When 50 people praying in a New Zealand mosque were gunned down and killed by a white supremacist, the world asked: How could this happen? As a Muslim-American — and as a media professional — the news made me deeply sad, but the answer to that question came quite easy.

Islamophobia has been mainstreamed for most of my life, since 2001. While right-wing extremists are the most apparent present danger, it’s the perfectly mainstream fear mongering and dehumanization of Muslims that threatens to let these tragedies keep happening.

The night before he livestreamed his massacre on social media, the New Zealand gunman posted an Islamophobic, anti-immigrant, white nationalist manifesto online. Many well-meaning people are saying we shouldn’t share anything from it now, for fear of spreading his hateful ideas.

The thing is, those ideas are already everywhere. (And not just from President Trump, whom the shooter highly praised.)

The New York Times — the most influential newspaper in the United States — offers a column to Bret Stephens, an “anti-Trump conservative” whose Islamophobia is hardly less extreme than the president’s. With his platform, Stephens complains about “the tantrum of Islam” and the “disease of the Arab mind.”

Pointedly, in the Wall Street Journal, Stephens asked how we can suppose “that it is somehow immoral to harbor graver reservations about 10,000 refugees from Syria or Iraq than, say, New Zealand.”

It’s sentiments like these that make people feel OK about a Muslim ban on countries that have produced precisely zero terrorist attacks in the United States, while they’re flabbergasted that such a white supremacist attack could take place in Christchurch.

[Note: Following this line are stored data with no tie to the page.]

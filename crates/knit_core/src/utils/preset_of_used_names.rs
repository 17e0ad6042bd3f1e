use knit_ast::Atom;

use crate::{InputOptions, ModuleFormat};

/// Names that no symbol of a chunk may take, regardless of what the chunk's code references.
pub(crate) fn preset_of_used_names(input: &InputOptions, format: ModuleFormat) -> Vec<Atom> {
  let mut preset = ["require", "exports", "module", "Object", "Promise"]
    .into_iter()
    .map(Atom::from)
    .collect::<Vec<_>>();

  if format.is_cjs() {
    preset.push("__filename".into());
    preset.push("__dirname".into());
  }

  preset.extend(input.jsx.reserved_roots().map(Atom::from));
  preset.extend(
    knit_runtime_helpers::RuntimeHelpers::all_names()
      .iter()
      .map(|name| Atom::from(*name)),
  );

  preset
}
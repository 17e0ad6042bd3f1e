use derivative::Derivative;
use itertools::Itertools;
use knit_common::{FrozenUnionFind, ModuleIdx, ModuleProvider, SymbolRef, UnionFind};
use knit_error::CWD;
use oxc_index::IndexVec;
use rustc_hash::FxHashSet;

use crate::{
  classifier::classify_graph, module_loader::ModuleLoader, normal_module::ImportBinding,
  scanner::scan_modules, BuildError, BuildResult, InputOptions, NormOrExt, NormalModule,
  OutputOptions,
};

#[derive(Derivative)]
#[derivative(Debug)]
pub struct Graph {
  pub modules: IndexVec<ModuleIdx, NormOrExt>,
  /// User entries in input order, with the name given to each.
  pub entries: Vec<(String, ModuleIdx)>,
  /// Targets of `import()` that get a chunk of their own. Only filled when code splitting.
  pub dynamic_entries: Vec<ModuleIdx>,
  pub injected: Vec<ModuleIdx>,
  /// Modules by execution order.
  pub sorted_modules: Vec<ModuleIdx>,
  #[derivative(Debug = "ignore")]
  pub(crate) uf: UnionFind<SymbolRef>,
  /// Every import symbol resolved to the symbol it is bound to.
  #[derivative(Debug = "ignore")]
  pub(crate) symbol_links: FrozenUnionFind<SymbolRef>,
  pub(crate) treeshake: bool,
  pub(crate) code_splitting: bool,
  pub(crate) diagnostics: Vec<BuildError>,
}

impl Graph {
  fn new(code_splitting: bool, treeshake: bool) -> Self {
    Self {
      modules: IndexVec::new(),
      entries: vec![],
      dynamic_entries: vec![],
      injected: vec![],
      sorted_modules: vec![],
      uf: UnionFind::default(),
      symbol_links: FrozenUnionFind::default(),
      treeshake,
      code_splitting,
      diagnostics: vec![],
    }
  }

  /// Loads, links and tree-shakes the module graph. Errors block the build; warnings and infos are
  /// returned alongside the graph.
  #[tracing::instrument(skip_all)]
  pub(crate) fn build(
    input_options: &InputOptions,
    output_options: &OutputOptions,
    provider: &dyn ModuleProvider,
  ) -> BuildResult<(Self, Vec<BuildError>)> {
    CWD.set(&input_options.cwd, || {
      let mut graph = Graph::new(output_options.code_splitting, input_options.treeshake);
      if output_options.code_splitting && !output_options.format.is_es() {
        graph.diagnostics.push(BuildError::invalid_option(
          r#"Splitting currently only works with the "esm" format"#,
        ));
      }

      let loaded = ModuleLoader::new(input_options, provider).fetch_all_modules();
      graph.modules = loaded.modules;
      graph.entries = loaded.entries;
      graph.injected = loaded.injected;
      graph.diagnostics.extend(loaded.errors);

      let diagnostics = classify_graph(&mut graph.modules, graph.code_splitting);
      graph.diagnostics.extend(diagnostics);
      let diagnostics = scan_modules(&mut graph.modules);
      graph.diagnostics.extend(diagnostics);

      graph.sort_modules();
      graph.link();
      graph.check_top_level_await_format(output_options);
      graph.compute_side_effects();
      graph.include_statements(output_options);

      graph.into_result()
    })
  }

  fn into_result(mut self) -> BuildResult<(Self, Vec<BuildError>)> {
    let (errors, mut warnings): (Vec<_>, Vec<_>) = std::mem::take(&mut self.diagnostics)
      .into_iter()
      .partition(BuildError::is_error);
    if let Some(mut errors) = knit_error::Errors::from_vec(errors) {
      errors.extend(warnings);
      errors.sort();
      return Err(errors);
    }
    warnings.sort();
    Ok((self, warnings))
  }

  /// Execution order is a post-order walk over static imports and `require()` calls, starting
  /// from the injected files, then the entries in input order, then the dynamically imported
  /// modules.
  #[tracing::instrument(skip_all)]
  pub(crate) fn sort_modules(&mut self) {
    enum Action {
      Enter,
      Exit,
    }
    let mut queue = self
      .injected
      .iter()
      .chain(self.entries.iter().map(|(_, idx)| idx))
      .rev()
      .map(|idx| (Action::Enter, *idx))
      .collect::<Vec<_>>();

    let mut entered = FxHashSet::default();
    let mut next_exec_order = 0;
    let mut dynamic_queue = vec![];
    let mut dynamic_targets = vec![];

    loop {
      while let Some((action, idx)) = queue.pop() {
        match action {
          Action::Enter => {
            if !entered.insert(idx) {
              continue;
            }
            queue.push((Action::Exit, idx));
            if let NormOrExt::Normal(module) = &self.modules[idx] {
              module
                .dependencies()
                .collect_vec()
                .into_iter()
                .rev()
                .filter(|dep| !entered.contains(dep))
                .for_each(|dep| queue.push((Action::Enter, dep)));
              for dep in module.dynamic_dependencies() {
                if !dynamic_targets.contains(&dep) {
                  dynamic_targets.push(dep);
                  dynamic_queue.push(dep);
                }
              }
            }
          }
          Action::Exit => {
            self.modules[idx].set_exec_order(next_exec_order);
            self.sorted_modules.push(idx);
            next_exec_order += 1;
          }
        }
      }
      if dynamic_queue.is_empty() {
        break;
      }
      queue = std::mem::take(&mut dynamic_queue)
        .into_iter()
        .rev()
        .map(|idx| (Action::Enter, idx))
        .collect();
    }

    if self.code_splitting {
      for idx in dynamic_targets {
        if let Some(module) = self.modules[idx].as_norm_mut() {
          if !module.is_user_entry {
            module.is_dynamic_entry = true;
            self.dynamic_entries.push(idx);
          }
        }
      }
    }

    tracing::debug!(
      "sorted modules {:#?}",
      self
        .sorted_modules
        .iter()
        .map(|idx| self.modules[*idx].id())
        .collect_vec()
    );
  }

  /// `cjs` and `iife` output can't express a top-level await. Awaits in dead branches are gone by
  /// now and don't count.
  fn check_top_level_await_format(&mut self, output_options: &OutputOptions) {
    if output_options.format.supports_top_level_await() {
      return;
    }
    for module in self.modules.iter().filter_map(NormOrExt::as_norm) {
      for span in &module.live_top_level_awaits {
        self.diagnostics.push(
          BuildError::top_level_await(output_options.format.as_str()).at(&module.id, *span),
        );
      }
    }
  }

  pub(crate) fn normal(&self, idx: ModuleIdx) -> Option<&NormalModule> {
    self.modules[idx].as_norm()
  }

  /// The symbol `symbol` is bound to after linking.
  pub(crate) fn canonical_ref(&self, symbol: SymbolRef) -> SymbolRef {
    *self.symbol_links.find_root(&symbol)
  }

  /// How a canonical import symbol is read when it doesn't link to a declaration.
  pub(crate) fn binding_of(&self, canonical: SymbolRef) -> Option<&ImportBinding> {
    self
      .normal(canonical.owner)?
      .import_bindings
      .get(&canonical.symbol)
  }

  /// Entry modules that get a chunk: user entries first, then dynamic entries.
  pub(crate) fn chunk_entries(&self) -> impl Iterator<Item = ModuleIdx> + '_ {
    self
      .entries
      .iter()
      .map(|(_, idx)| *idx)
      .chain(self.dynamic_entries.iter().copied())
  }
}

And then there is David Frum, another “never-Trump” Republican, who wrote an 8,000 word cover story for justifying immigration restrictions because some white people in the United States have reported feeling “like a stranger in their own country” — as though the goal of public policy should be to validate white racism.

And yet we’re shocked that an Australian senator blamed the New Zealand mosque shooting on Muslim immigrants.

Meanwhile, CNN — one of America’s top news networks — hired Sarah Isgur Flores to lead their 2020 political coverage. Flores, a former spokeswoman for the Trump Justice Department, defended the Muslim ban and attempted to link terrorism to immigration.

It’s not just the right or the center. The liberal-leaning Bill Maher frequently spews Islamophobic rhetoric. He’s asserted that “the Muslim world has too much in common with ISIS” and compared Islam to the Mafia — it “will kill you if you say the wrong thing.” Maher allows liberals to feel justified in attacking Muslims, too.

Even “news” coverage paints a sensationalistic, menacing portrait of Muslims. Though a recent study showed that virtually single terrorist attack in the United States last year was committed by right-wing extremists, other research last year showed that attacks get 357 percent more coverage when the perpetrator professes to be a Muslim.

The result isn’t just hate crimes, which have been climbing for several years now — it’s a foreign policy that’s been geared toward war in the Muslim world for nearly two decades. This transpartisan, mainstream dehumanization of Muslim and Arab populations allows the U.S. foreign policy of bombing the Middle East to carry on without so much as a blink from anyone now sending their thoughts and prayers to the New Zealand victims.

If we want to avoid another tragic day asking ourselves how this could happen, news organizations have to stop giving a platform to Islamophobic talking heads.

Domenica Ghanem is the media manager at the Institute for Policy Studies.